The other three additional fields when registering an assay endpoint do not have to be explicitly defined when working in the MySQL environment and will default to the values given above. All three fields represent Boolean values (1 or 0, 1 being TRUE ). The \(\mathit{export\_ready}\) field indicates (1) the data is done and ready for export or (0) still in progress. The \(\mathit{burst\_assay}\) field is specific to multiple-concentration processing and indicates (1) the assay endpoint is included in the burst distribution calculation or (0) not. The \(\mathit{fit\_all}\) field is specific to multiple-concentration processing and indicates (1) the package should try to fit every concentration series, or (0) only attempt to fit concentration series that show evidence of activity.
Naming Revision
There are circumstances where assay, assay component, and assay endpoint names change. The \(\mathit{aid}\), \(\mathit{acid}\), and \(\mathit{aeid}\) are considered more stable in the database, and these auto-incremented keys should not change. To revise naming for assay elements, the correct id must be specified in the tcplUpdate statement to prevent overwriting data.

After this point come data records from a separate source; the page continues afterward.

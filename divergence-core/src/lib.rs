//! Divergence Core: pivot detection and divergence bookkeeping.
//!
//! This crate contains the detection side of the oscillator divergence detector:
//! - Domain types (bars, divergence records, update notifications)
//! - Host interfaces for bar history and oscillator output
//! - Pivot scanner, extremum tracker, divergence classifier, divergence store
//! - The per-bar detector loop
//! - Configuration and line styles
//!
//! Oscillator math lives behind the `Oscillator` / `OscillatorFactory` traits
//! and is supplied by the host.

pub mod components;
pub mod config;
pub mod detection;
pub mod domain;
pub mod engine;
pub mod series;
pub mod style;

pub use components::{Oscillator, OscillatorFactory};
pub use config::{ConfigError, DetectorConfig, OscillatorConfig, OscillatorKind};
pub use domain::{Bar, Direction, DivergenceRecord, DivergenceType, PriceKind, UpdateReason};
pub use engine::{detect, DetectorError, DivergenceDetector};
pub use series::{BarHistory, HistoryError, PriceHistory, Series};
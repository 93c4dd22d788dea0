//! Collaborator seams the detector consumes.

pub mod oscillator;

pub use oscillator::{Oscillator, OscillatorFactory, Precomputed, PrecomputedFactory};
//! CSV bar loading.
//!
//! Columns: `time,open,high,low,close[,volume]`, header row required.
//! `time` is `YYYY-MM-DD`, `YYYY-MM-DD HH:MM:SS` or `YYYY-MM-DDTHH:MM:SS`.
//! Rows must be in ascending time order.

use std::path::Path;

use anyhow::{anyhow, Context, Result};
use chrono::{NaiveDate, NaiveDateTime};
use divergence_core::domain::Bar;
use serde::Deserialize;
use tracing::{debug, warn};

#[derive(Debug, Deserialize)]
struct CsvRow {
    time: String,
    open: f64,
    high: f64,
    low: f64,
    close: f64,
    #[serde(default)]
    volume: Option<f64>,
}

/// Symbol name for a CSV file: its file stem, upper-cased.
pub fn symbol_for(path: &Path) -> String {
    path.file_stem()
        .map(|s| s.to_string_lossy().to_uppercase())
        .unwrap_or_else(|| "UNKNOWN".to_string())
}

pub fn parse_time(raw: &str) -> Result<NaiveDateTime> {
    let raw = raw.trim();
    for format in ["%Y-%m-%d %H:%M:%S", "%Y-%m-%dT%H:%M:%S", "%Y-%m-%d %H:%M"] {
        if let Ok(time) = NaiveDateTime::parse_from_str(raw, format) {
            return Ok(time);
        }
    }
    NaiveDate::parse_from_str(raw, "%Y-%m-%d")
        .ok()
        .and_then(|d| d.and_hms_opt(0, 0, 0))
        .ok_or_else(|| anyhow!("unrecognized time '{raw}'"))
}

/// Read every bar from a CSV file.
pub fn load_bars(path: &Path) -> Result<Vec<Bar>> {
    let file = std::fs::File::open(path)
        .with_context(|| format!("failed to open {}", path.display()))?;
    read_bars(file, &symbol_for(path)).with_context(|| format!("in {}", path.display()))
}

pub fn read_bars<R: std::io::Read>(reader: R, symbol: &str) -> Result<Vec<Bar>> {
    let mut rdr = csv::ReaderBuilder::new()
        .trim(csv::Trim::All)
        .flexible(true)
        .from_reader(reader);

    let mut bars = Vec::new();
    for (line, row) in rdr.deserialize::<CsvRow>().enumerate() {
        // +2: header row, 1-based lines
        let line = line + 2;
        let row = row.with_context(|| format!("bad row at line {line}"))?;
        let bar = Bar {
            symbol: symbol.to_string(),
            time: parse_time(&row.time).with_context(|| format!("line {line}"))?,
            open: row.open,
            high: row.high,
            low: row.low,
            close: row.close,
            volume: row.volume.map_or(0, |v| v.max(0.0) as u64),
        };
        if !bar.is_void() && !bar.is_sane() {
            warn!(symbol, line, "inconsistent OHLC values");
        }
        bars.push(bar);
    }
    debug!(symbol, bars = bars.len(), "loaded bars");
    Ok(bars)
}
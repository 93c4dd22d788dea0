//! Divergence detector: the per-bar event loop.
//!
//! For every confirmed bar the detector
//! 1. pushes the bar into its oscillator,
//! 2. checks the bar `right` positions back for an oscillator pivot low/high,
//! 3. records confirmed pivots in the matching extremum tracker,
//! 4. classifies the new pivot against the previous one and stores any divergence.

use std::sync::Arc;

use thiserror::Error;
use tracing::{debug, info, trace};

use crate::components::{Oscillator, OscillatorFactory};
use crate::config::{ConfigError, DetectorConfig, OscillatorConfig};
use crate::detection::{classify, pivot, DivergenceStore, ExtremumSample, ExtremumTracker};
use crate::domain::{Anchor, Bar, Direction, DivergenceRecord, UpdateReason};
use crate::series::{HistoryError, PriceHistory, Series};

/// Errors from the detector.
#[derive(Debug, Error)]
pub enum DetectorError {
    #[error("config error: {0}")]
    Config(#[from] ConfigError),
    #[error("history error: {0}")]
    History(#[from] HistoryError),
    #[error("history shrank from {seen} to {len} bars; reset the detector before reloading")]
    HistoryRewound { seen: usize, len: usize },
}

/// Minimum confirmed extrema in a direction before classification runs.
pub const MIN_EXTREMA: usize = 3;

/// Incremental divergence detector for one price series.
pub struct DivergenceDetector {
    config: DetectorConfig,
    factory: Arc<dyn OscillatorFactory>,
    oscillator: Box<dyn Oscillator>,
    lows: ExtremumTracker,
    highs: ExtremumTracker,
    store: DivergenceStore,
    bars_seen: usize,
}

impl std::fmt::Debug for DivergenceDetector {
    fn fmt(&self, f: &mut std::fmt::Formatter<'_>) -> std::fmt::Result {
        f.debug_struct("DivergenceDetector")
            .field("config", &self.config)
            .field("oscillator", &self.oscillator.name())
            .field("lows", &self.lows)
            .field("highs", &self.highs)
            .field("divergences", &self.store.len())
            .field("bars_seen", &self.bars_seen)
            .finish()
    }
}

impl DivergenceDetector {
    /// Validate `config` and build its oscillator through `factory`.
    pub fn new(
        config: DetectorConfig,
        factory: Arc<dyn OscillatorFactory>,
    ) -> Result<Self, DetectorError> {
        config.validate()?;
        let oscillator = factory.create(&config.oscillator)?;
        info!(
            oscillator = oscillator.name(),
            left = config.left,
            right = config.right,
            "divergence detector ready"
        );
        Ok(Self {
            lows: new_tracker(&config),
            highs: new_tracker(&config),
            store: DivergenceStore::new(),
            bars_seen: 0,
            config,
            factory,
            oscillator,
        })
    }

    pub fn config(&self) -> &DetectorConfig {
        &self.config
    }

    pub fn oscillator(&self) -> &dyn Oscillator {
        self.oscillator.as_ref()
    }

    pub fn store(&self) -> &DivergenceStore {
        &self.store
    }

    pub fn into_store(self) -> DivergenceStore {
        self.store
    }

    /// Confirmed oscillator lows.
    pub fn lows(&self) -> &ExtremumTracker {
        &self.lows
    }

    /// Confirmed oscillator highs.
    pub fn highs(&self) -> &ExtremumTracker {
        &self.highs
    }

    pub fn tracker(&self, direction: Direction) -> &ExtremumTracker {
        match direction {
            Direction::Bullish => &self.lows,
            Direction::Bearish => &self.highs,
        }
    }

    /// Number of confirmed bars processed so far.
    pub fn bars_seen(&self) -> usize {
        self.bars_seen
    }

    /// Handle a host update notification.
    ///
    /// Ticks are ignored. For confirmed updates every bar not yet seen is
    /// processed exactly once, so re-delivered notifications are harmless.
    /// Returns the number of divergences added.
    pub fn on_update<H>(&mut self, reason: UpdateReason, history: &H) -> Result<usize, DetectorError>
    where
        H: PriceHistory + ?Sized,
    {
        if !reason.is_confirmed() {
            trace!("ignoring intra-bar tick");
            return Ok(0);
        }
        let len = history.len();
        if len < self.bars_seen {
            return Err(DetectorError::HistoryRewound {
                seen: self.bars_seen,
                len,
            });
        }

        let before = self.store.len();
        while self.bars_seen < len {
            let index = self.bars_seen;
            let bar = history
                .bar(index)
                .ok_or(HistoryError::OutOfRange { index, len })?;
            self.push_bar(bar);
            self.evaluate(index, history)?;
        }
        Ok(self.store.len() - before)
    }

    /// Drop all per-series state and start over with a fresh oscillator.
    pub fn reset(&mut self) -> Result<(), DetectorError> {
        self.oscillator = self.factory.create(&self.config.oscillator)?;
        self.clear_state();
        info!(oscillator = self.oscillator.name(), "detector reset");
        Ok(())
    }

    /// Switch to a different oscillator.
    ///
    /// Values of different oscillators are not comparable, so extrema and
    /// divergences are discarded; the next confirmed update replays the
    /// host's history through the new oscillator. On error nothing changes.
    pub fn select_oscillator(&mut self, oscillator: OscillatorConfig) -> Result<(), DetectorError> {
        oscillator.validate()?;
        let built = self.factory.create(&oscillator)?;
        info!(
            from = self.oscillator.name(),
            to = built.name(),
            "switching oscillator"
        );
        self.oscillator = built;
        self.config.oscillator = oscillator;
        self.clear_state();
        Ok(())
    }

    fn clear_state(&mut self) {
        self.lows.clear();
        self.highs.clear();
        self.store.clear();
        self.bars_seen = 0;
    }

    fn push_bar(&mut self, bar: &Bar) {
        self.oscillator.push(bar);
        self.bars_seen += 1;
    }

    /// Run pivot detection and classification with `index` as the newest bar.
    fn evaluate<H>(&mut self, index: usize, history: &H) -> Result<(), DetectorError>
    where
        H: PriceHistory + ?Sized,
    {
        let (left, right) = (self.config.left, self.config.right);
        let Some(candidate) = pivot::candidate(index, left, right) else {
            return Ok(());
        };

        for direction in [Direction::Bullish, Direction::Bearish] {
            if !pivot::is_pivot(self.oscillator.as_ref(), direction, index, left, right) {
                continue;
            }

            let tracker = match direction {
                Direction::Bullish => &mut self.lows,
                Direction::Bearish => &mut self.highs,
            };
            if !tracker.confirm(candidate) {
                continue;
            }
            debug!(bar = candidate, ?direction, "pivot confirmed");
            if tracker.confirmed() < MIN_EXTREMA {
                continue;
            }
            // Entry at len - 2: the extremum confirmed just before this one.
            let previous = tracker.last(1)?;

            let start = self.anchor(direction, previous, history)?;
            let end = self.anchor(direction, candidate, history)?;
            let prev_sample = ExtremumSample::new(self.oscillator_at(previous), start.price);
            let curr_sample = ExtremumSample::new(self.oscillator_at(candidate), end.price);

            if let Some(kind) = classify(direction, prev_sample, curr_sample) {
                debug!(%kind, start = start.index, end = end.index, "divergence");
                self.store.add(DivergenceRecord::new(kind, start, end));
            }
        }
        Ok(())
    }

    fn oscillator_at(&self, index: usize) -> f64 {
        self.oscillator.get(index).unwrap_or(f64::NAN)
    }

    fn anchor<H>(&self, direction: Direction, index: usize, history: &H) -> Result<Anchor, HistoryError>
    where
        H: PriceHistory + ?Sized,
    {
        Ok(Anchor {
            index,
            time: history.time(index)?,
            price: history.price(direction.price_kind(), index)?,
        })
    }
}

fn new_tracker(config: &DetectorConfig) -> ExtremumTracker {
    match config.max_history {
        Some(n) => ExtremumTracker::with_retention(n),
        None => ExtremumTracker::new(),
    }
}

/// Run a complete bar series through a fresh detector and return its divergences.
pub fn detect<H>(
    config: DetectorConfig,
    factory: Arc<dyn OscillatorFactory>,
    history: &H,
) -> Result<DivergenceStore, DetectorError>
where
    H: PriceHistory + ?Sized,
{
    let mut detector = DivergenceDetector::new(config, factory)?;
    detector.on_update(UpdateReason::HistoryUpdate, history)?;
    Ok(detector.into_store())
}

# tcplUpdate(what = "acid",
# flds = list(aid = 1,
# acnm = "TOX21_ERa_BLA_Agonist_ratio"))
Reasons for name changes could include:
- Feedback from subject matter experts or assay data generators;
- Clarifications on cell line and cell line drift;
- Addition of new assay data that makes the old naming convention insufficient, such as antagonist assays run with different concentrations of an agonist; or
- Laboratory or Center reorganizations.
Thus, users should be advised that while assay naming is used to infer information about the biology of the assay, assay naming will change over time to reflect progress in building ToxCast as a data resource.